Work instructions ->
Could you write out the records below exactly, without omitting a line?

(Stored data)
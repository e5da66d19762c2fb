use axum::{debug_handler, response::{Html, Redirect}, Form};
use serde::Deserialize;
use tower_sessions::Session;

use crate::{include_res, AppResult};

use super::{return_to, SessionContext};

#[derive(Deserialize)]
pub(crate) struct LoginQuery {
    pub(crate) name: String,
    pub(crate) return_url: Option<String>,
}

#[debug_handler]
pub async fn login_page() -> Html<&'static str> {
    Html(include_res!(str, "/pages/login.html"))
}

#[debug_handler]
pub async fn login(
    session: Session,
    Form(LoginQuery { name, return_url }): Form<LoginQuery>,
) -> AppResult<Redirect> {
    let name = name.trim();
    let context = if name.is_empty() {
        SessionContext::default()
    } else {
        SessionContext::signed_in(name)
    };
    context.store(&session).await?;
    tracing::info!(authenticated = context.authenticated, "login");

    Ok(Redirect::to(return_to(return_url.as_deref())))
}
use std::sync::LazyLock;

use regex::Regex;
use serde::Serialize;

static TOKEN: LazyLock<Regex> = LazyLock::new(|| Regex::new(r"[@#]\w+").unwrap());

#[derive(Debug, Clone, Copy, PartialEq, Eq, Serialize)]
#[serde(rename_all = "lowercase")]
pub enum SegmentKind {
    Text,
    Mention,
    Hashtag,
}

#[derive(Debug, Clone, PartialEq, Eq, Serialize)]
pub struct Segment {
    pub kind: SegmentKind,
    pub text: String,
}

impl Segment {
    fn new(kind: SegmentKind, text: &str) -> Self {
        Self { kind, text: text.to_owned() }
    }
}

fn is_word(c: char) -> bool {
    c.is_alphanumeric() || c == '_'
}

/// Splits post content into plain runs and `@mention` / `#hashtag` tokens.
/// Joining the segment texts gives back the input unchanged.
pub fn highlight(content: &str) -> Vec<Segment> {
    let mut segments = Vec::new();
    let mut last = 0;

    for token in TOKEN.find_iter(content) {
        // `bob@example.com` and `C#` are not tags
        if content[..token.start()].chars().next_back().is_some_and(is_word) {
            continue;
        }

        if token.start() > last {
            segments.push(Segment::new(SegmentKind::Text, &content[last..token.start()]));
        }

        let kind = if token.as_str().starts_with('@') {
            SegmentKind::Mention
        } else {
            SegmentKind::Hashtag
        };
        segments.push(Segment::new(kind, token.as_str()));
        last = token.end();
    }

    if last < content.len() {
        segments.push(Segment::new(SegmentKind::Text, &content[last..]));
    }

    segments
}
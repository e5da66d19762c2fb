use std::collections::HashMap;

use serde::Serialize;
use time::{macros::format_description, OffsetDateTime};
use uuid::Uuid;

use crate::upload::ObjectRef;

pub const ME: &str = "Me";
const PEERS: [&str; 4] = ["Sonia", "Bob", "Alice", "Mahima"];

#[derive(Debug, Clone, PartialEq, Eq, Serialize)]
pub struct Message {
    pub id: Uuid,
    pub from: String,
    pub text: String,
    pub file: Option<String>,
    pub time: String,
    pub read: bool,
}

impl Message {
    fn from_me(text: String, file: Option<String>) -> Self {
        Self {
            id: Uuid::now_v7(),
            from: ME.to_string(),
            text,
            file,
            time: clock_time(OffsetDateTime::now_utc()),
            read: false,
        }
    }
}

fn clock_time(now: OffsetDateTime) -> String {
    now.format(format_description!("[hour]:[minute]")).unwrap_or_default()
}

#[derive(Debug, Clone, Copy, Default, PartialEq, Eq, Serialize)]
#[serde(rename_all = "lowercase")]
pub enum Theme {
    #[default]
    Light,
    Dark,
}

impl Theme {
    pub fn toggled(self) -> Self {
        match self {
            Theme::Light => Theme::Dark,
            Theme::Dark => Theme::Light,
        }
    }
}

/// Everything the messaging panel shows besides the messages themselves.
#[derive(Debug, Clone, Serialize)]
pub struct PanelState {
    pub active: String,
    pub draft: String,
    pub typing: bool,
    pub emoji_picker: bool,
    pub theme: Theme,
}

pub struct Inbox {
    peers: Vec<String>,
    threads: HashMap<String, Vec<Message>>,
    panel: PanelState,
}

impl Default for Inbox {
    fn default() -> Self {
        Self::with_peers(PEERS)
    }
}

impl Inbox {
    /// The first peer starts out selected.
    pub fn with_peers<I, S>(peers: I) -> Self
    where
        I: IntoIterator<Item = S>,
        S: Into<String>,
    {
        let peers: Vec<String> = peers.into_iter().map(Into::into).collect();
        Self {
            panel: PanelState {
                active: peers.first().cloned().unwrap_or_default(),
                draft: String::new(),
                typing: false,
                emoji_picker: false,
                theme: Theme::default(),
            },
            threads: peers.iter().map(|peer| (peer.clone(), Vec::new())).collect(),
            peers,
        }
    }

    pub fn peers(&self, query: &str) -> Vec<&str> {
        let query = query.to_lowercase();

        self.peers
            .iter()
            .filter(|peer| peer.to_lowercase().contains(&query))
            .map(String::as_str)
            .collect()
    }

    pub fn panel(&self) -> &PanelState {
        &self.panel
    }

    pub fn active(&self) -> &str {
        &self.panel.active
    }

    pub fn thread(&self, peer: &str) -> Option<&[Message]> {
        self.threads.get(peer).map(Vec::as_slice)
    }

    pub fn active_thread(&self) -> &[Message] {
        self.thread(&self.panel.active).unwrap_or_default()
    }

    /// Switching to another peer marks that peer's whole thread read.
    /// Returns false for a peer we have no conversation with.
    pub fn select_peer(&mut self, peer: &str) -> bool {
        let Some(thread) = self.threads.get_mut(peer) else {
            return false;
        };
        if self.panel.active == peer {
            return true;
        }

        for message in thread.iter_mut() {
            message.read = true;
        }
        tracing::debug!(peer, "switched conversation");

        self.panel.active = peer.to_owned();
        true
    }

    pub fn set_draft(&mut self, text: impl Into<String>) {
        self.panel.draft = text.into();
        self.panel.typing = true;
    }

    pub fn insert_emoji(&mut self, emoji: &str) {
        self.panel.draft.push_str(emoji);
    }

    pub fn toggle_emoji_picker(&mut self) -> bool {
        self.panel.emoji_picker = !self.panel.emoji_picker;
        self.panel.emoji_picker
    }

    pub fn toggle_theme(&mut self) -> Theme {
        self.panel.theme = self.panel.theme.toggled();
        self.panel.theme
    }

    pub fn send_text(&mut self, text: &str) -> Option<&Message> {
        if text.trim().is_empty() {
            return None;
        }

        self.panel.draft.clear();
        self.panel.typing = false;
        self.push(Message::from_me(text.to_owned(), None))
    }

    pub fn send_draft(&mut self) -> Option<&Message> {
        let draft = self.panel.draft.clone();
        self.send_text(&draft)
    }

    pub fn attach_file(&mut self, file: &ObjectRef) -> Option<&Message> {
        self.push(Message::from_me(file.name.clone(), Some(file.url.clone())))
    }

    fn push(&mut self, message: Message) -> Option<&Message> {
        let thread = self.threads.get_mut(&self.panel.active)?;
        tracing::debug!(peer = %self.panel.active, id = %message.id, "appended message");

        thread.push(message);
        thread.last()
    }
}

Answer to this task ->
repository e5da66d19762c2fb
use axum::{debug_handler, response::{Html, Redirect}, Form};
use serde::Deserialize;
use tower_sessions::Session;

use crate::{include_res, AppResult};

use super::{return_to, SessionContext};

#[derive(Deserialize)]
pub(crate) struct LoginQuery {
    pub(crate) name: String,
    pub(crate) return_url: Option<String>,
}

#[debug_handler]
pub async fn login_page() -> Html<&'static str> {
    Html(include_res!(str, "/pages/login.html"))
}

#[debug_handler]
pub async fn login(
    session: Session,
    Form(LoginQuery { name, return_url }): Form<LoginQuery>,
) -> AppResult<Redirect> {
    let name = name.trim();
    let context = if name.is_empty() {
        SessionContext::default()
    } else {
        SessionContext::signed_in(name)
    };
    context.store(&session).await?;
    tracing::info!(authenticated = context.authenticated, "login");

    Ok(Redirect::to(return_to(return_url.as_deref())))
}
use std::sync::LazyLock;

use regex::Regex;
use serde::Serialize;

static TOKEN: LazyLock<Regex> = LazyLock::new(|| Regex::new(r"[@#]\w+").unwrap());

#[derive(Debug, Clone, Copy, PartialEq, Eq, Serialize)]
#[serde(rename_all = "lowercase")]
pub enum SegmentKind {
    Text,
    Mention,
    Hashtag,
}

#[derive(Debug, Clone, PartialEq, Eq, Serialize)]
pub struct Segment {
    pub kind: SegmentKind,
    pub text: String,
}

impl Segment {
    fn new(kind: SegmentKind, text: &str) -> Self {
        Self { kind, text: text.to_owned() }
    }
}

fn is_word(c: char) -> bool {
    c.is_alphanumeric() || c == '_'
}

/// Splits post content into plain runs and `@mention` / `#hashtag` tokens.
/// Joining the segment texts gives back the input unchanged.
pub fn highlight(content: &str) -> Vec<Segment> {
    let mut segments = Vec::new();
    let mut last = 0;

    for token in TOKEN.find_iter(content) {
        // `bob@example.com` and `C#` are not tags
        if content[..token.start()].chars().next_back().is_some_and(is_word) {
            continue;
        }

        if token.start() > last {
            segments.push(Segment::new(SegmentKind::Text, &content[last..token.start()]));
        }

        let kind = if token.as_str().starts_with('@') {
            SegmentKind::Mention
        } else {
            SegmentKind::Hashtag
        };
        segments.push(Segment::new(kind, token.as_str()));
        last = token.end();
    }

    if last < content.len() {
        segments.push(Segment::new(SegmentKind::Text, &content[last..]));
    }

    segments
}
repository e5da66d19762c2fb
use std::collections::HashMap;

use serde::Serialize;
use time::{macros::format_description, OffsetDateTime};
use uuid::Uuid;

use crate::upload::ObjectRef;

pub const ME: &str = "Me";
const PEERS: [&str; 4] = ["Sonia", "Bob", "Alice", "Mahima"];

#[derive(Debug, Clone, PartialEq, Eq, Serialize)]
pub struct Message {
    pub id: Uuid,
    pub from: String,
    pub text: String,
    pub file: Option<String>,
    pub time: String,
    pub read: bool,
}

impl Message {
    fn from_me(text: String, file: Option<String>) -> Self {
        Self {
            id: Uuid::now_v7(),
            from: ME.to_string(),
            text,
            file,
            time: clock_time(OffsetDateTime::now_utc()),
            read: false,
        }
    }
}

fn clock_time(now: OffsetDateTime) -> String {
    now.format(format_description!("[hour]:[minute]")).unwrap_or_default()
}

#[derive(Debug, Clone, Copy, Default, PartialEq, Eq, Serialize)]
#[serde(rename_all = "lowercase")]
pub enum Theme {
    #[default]
    Light,
    Dark,
}

impl Theme {
    pub fn toggled(self) -> Self {
        match self {
            Theme::Light => Theme::Dark,
            Theme::Dark => Theme::Light,
        }
    }
}

/// Everything the messaging panel shows besides the messages themselves.
#[derive(Debug, Clone, Serialize)]
pub struct PanelState {
    pub active: String,
    pub draft: String,
    pub typing: bool,
    pub emoji_picker: bool,
    pub theme: Theme,
}

pub struct Inbox {
    peers: Vec<String>,
    threads: HashMap<String, Vec<Message>>,
    panel: PanelState,
}

impl Default for Inbox {
    fn default() -> Self {
        Self::with_peers(PEERS)
    }
}

impl Inbox {
    /// The first peer starts out selected.
    pub fn with_peers<I, S>(peers: I) -> Self
    where
        I: IntoIterator<Item = S>,
        S: Into<String>,
    {
        let peers: Vec<String> = peers.into_iter().map(Into::into).collect();
        Self {
            panel: PanelState {
                active: peers.first().cloned().unwrap_or_default(),
                draft: String::new(),
                typing: false,
                emoji_picker: false,
                theme: Theme::default(),
            },
            threads: peers.iter().map(|peer| (peer.clone(), Vec::new())).collect(),
            peers,
        }
    }

    pub fn peers(&self, query: &str) -> Vec<&str> {
        let query = query.to_lowercase();

        self.peers
            .iter()
            .filter(|peer| peer.to_lowercase().contains(&query))
            .map(String::as_str)
            .collect()
    }

    pub fn panel(&self) -> &PanelState {
        &self.panel
    }

    pub fn active(&self) -> &str {
        &self.panel.active
    }

    pub fn thread(&self, peer: &str) -> Option<&[Message]> {
        self.threads.get(peer).map(Vec::as_slice)
    }

    pub fn active_thread(&self) -> &[Message] {
        self.thread(&self.panel.active).unwrap_or_default()
    }

    /// Switching to another peer marks that peer's whole thread read.
    /// Returns false for a peer we have no conversation with.
    pub fn select_peer(&mut self, peer: &str) -> bool {
        let Some(thread) = self.threads.get_mut(peer) else {
            return false;
        };
        if self.panel.active == peer {
            return true;
        }

        for message in thread.iter_mut() {
            message.read = true;
        }
        tracing::debug!(peer, "switched conversation");

        self.panel.active = peer.to_owned();
        true
    }

    pub fn set_draft(&mut self, text: impl Into<String>) {
        self.panel.draft = text.into();
        self.panel.typing = true;
    }

    pub fn insert_emoji(&mut self, emoji: &str) {
        self.panel.draft.push_str(emoji);
    }

    pub fn toggle_emoji_picker(&mut self) -> bool {
        self.panel.emoji_picker = !self.panel.emoji_picker;
        self.panel.emoji_picker
    }

    pub fn toggle_theme(&mut self) -> Theme {
        self.panel.theme = self.panel.theme.toggled();
        self.panel.theme
    }

    pub fn send_text(&mut self, text: &str) -> Option<&Message> {
        if text.trim().is_empty() {
            return None;
        }

        self.panel.draft.clear();
        self.panel.typing = false;
        self.push(Message::from_me(text.to_owned(), None))
    }

    pub fn send_draft(&mut self) -> Option<&Message> {
        let draft = self.panel.draft.clone();
        self.send_text(&draft)
    }

    pub fn attach_file(&mut self, file: &ObjectRef) -> Option<&Message> {
        self.push(Message::from_me(file.name.clone(), Some(file.url.clone())))
    }

    fn push(&mut self, message: Message) -> Option<&Message> {
        let thread = self.threads.get_mut(&self.panel.active)?;
        tracing::debug!(peer = %self.panel.active, id = %message.id, "appended message");

        thread.push(message);
        thread.last()
    }
}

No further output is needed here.